YOUR GOAL:
Every line of the data below should be printed exactly. Nothing may be dropped.

= = = = =

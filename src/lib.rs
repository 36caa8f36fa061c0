//! Level-of-detail KML pyramids from geohash-tagged place identifiers.
//!
//! Identifiers of the form `{country}{geohash}-{id}` are bucketed into a
//! prefix tree, counted bottom-up with a persisted per-node cache, merged
//! into a coverage polygon per country and written out as one KML document
//! per node whose child links only load once they cover enough pixels.
//!
//! ```rust
//! use geolod::prelude::*;
//!
//! let mut pyramid = PyramidBuilder::new()
//!     .countries(CountryTable::parse("IRL Ireland\nFRA France\n"))
//!     .build()?;
//! let summary = pyramid.build(["IRLezjmd-a1", "IRLezjmd-a2", "FRAu09tv-b1"])?;
//!
//! assert_eq!(summary.ingest.inserted, 3);
//! assert_eq!(pyramid.counts().get(&NodePath::from_segments(["IRL"])), 2);
//!
//! let root = pyramid.render(&NodePath::root())?;
//! assert_eq!(root.links.len(), 2);
//! # Ok::<(), geolod::GeoLodError>(())
//! ```

pub mod aggregate;
pub mod builder;
pub mod config;
pub mod context;
pub mod country;
pub mod coverage;
pub mod document;
pub mod error;
pub mod index;
pub mod kml;
pub mod pyramid;
pub mod record;
pub mod storage;
pub mod types;
pub mod walker;

pub use aggregate::{AggregateCounts, AggregationPass, AggregationReport};
pub use builder::{DynBackend, PyramidBuilder};
pub use config::{Config, LodRange, RebuildPolicy, SegmentLayout};
pub use context::{CountryAggregate, SpatialIndexContext};
pub use country::CountryTable;
pub use coverage::{CoverageGeometry, CoverageReport, RegionGeometryAccumulator, cell_bounds};
pub use document::{
    BakedState, DocumentBuilder, GenerationReport, LinkDescriptor, OutputDocument, PointMark,
};
pub use error::{GeoLodError, Result};
pub use index::{IngestReport, InsertOutcome, SpatialBucketIndex};
pub use pyramid::{BuildSummary, Pyramid};
pub use record::{PlaceRecord, RecordParser};
pub use storage::{FsBackend, MemoryBackend, StorageBackend, StorageStats};
pub use types::{BucketNode, NodeCreation, NodePath};
pub use walker::TreeWalker;

pub use geo::{Coord, MultiPolygon, Rect};

pub const VERSION: &str = env!("CARGO_PKG_VERSION");

/// Common imports
pub mod prelude {

    pub use crate::{GeoLodError, PyramidBuilder, Result};

    pub use crate::{Config, CountryTable, LodRange, RebuildPolicy, SegmentLayout};

    pub use crate::{NodePath, Pyramid};

    pub use crate::{FsBackend, MemoryBackend, StorageBackend};

    pub use geo::Rect;
}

= = = = =

SOLUTION TO THIS EXERCISE:
filename src/lib.rs
repository 36caa8f36fa061c0
//! Level-of-detail KML pyramids from geohash-tagged place identifiers.
//!
//! Identifiers of the form `{country}{geohash}-{id}` are bucketed into a
//! prefix tree, counted bottom-up with a persisted per-node cache, merged
//! into a coverage polygon per country and written out as one KML document
//! per node whose child links only load once they cover enough pixels.
//!
//! ```rust
//! use geolod::prelude::*;
//!
//! let mut pyramid = PyramidBuilder::new()
//!     .countries(CountryTable::parse("IRL Ireland\nFRA France\n"))
//!     .build()?;
//! let summary = pyramid.build(["IRLezjmd-a1", "IRLezjmd-a2", "FRAu09tv-b1"])?;
//!
//! assert_eq!(summary.ingest.inserted, 3);
//! assert_eq!(pyramid.counts().get(&NodePath::from_segments(["IRL"])), 2);
//!
//! let root = pyramid.render(&NodePath::root())?;
//! assert_eq!(root.links.len(), 2);
//! # Ok::<(), geolod::GeoLodError>(())
//! ```

pub mod aggregate;
pub mod builder;
pub mod config;
pub mod context;
pub mod country;
pub mod coverage;
pub mod document;
pub mod error;
pub mod index;
pub mod kml;
pub mod pyramid;
pub mod record;
pub mod storage;
pub mod types;
pub mod walker;

pub use aggregate::{AggregateCounts, AggregationPass, AggregationReport};
pub use builder::{DynBackend, PyramidBuilder};
pub use config::{Config, LodRange, RebuildPolicy, SegmentLayout};
pub use context::{CountryAggregate, SpatialIndexContext};
pub use country::CountryTable;
pub use coverage::{CoverageGeometry, CoverageReport, RegionGeometryAccumulator, cell_bounds};
pub use document::{
    BakedState, DocumentBuilder, GenerationReport, LinkDescriptor, OutputDocument, PointMark,
};
pub use error::{GeoLodError, Result};
pub use index::{IngestReport, InsertOutcome, SpatialBucketIndex};
pub use pyramid::{BuildSummary, Pyramid};
pub use record::{PlaceRecord, RecordParser};
pub use storage::{FsBackend, MemoryBackend, StorageBackend, StorageStats};
pub use types::{BucketNode, NodeCreation, NodePath};
pub use walker::TreeWalker;

pub use geo::{Coord, MultiPolygon, Rect};

pub const VERSION: &str = env!("CARGO_PKG_VERSION");

/// Common imports
pub mod prelude {

    pub use crate::{GeoLodError, PyramidBuilder, Result};

    pub use crate::{Config, CountryTable, LodRange, RebuildPolicy, SegmentLayout};

    pub use crate::{NodePath, Pyramid};

    pub use crate::{FsBackend, MemoryBackend, StorageBackend};

    pub use geo::Rect;
}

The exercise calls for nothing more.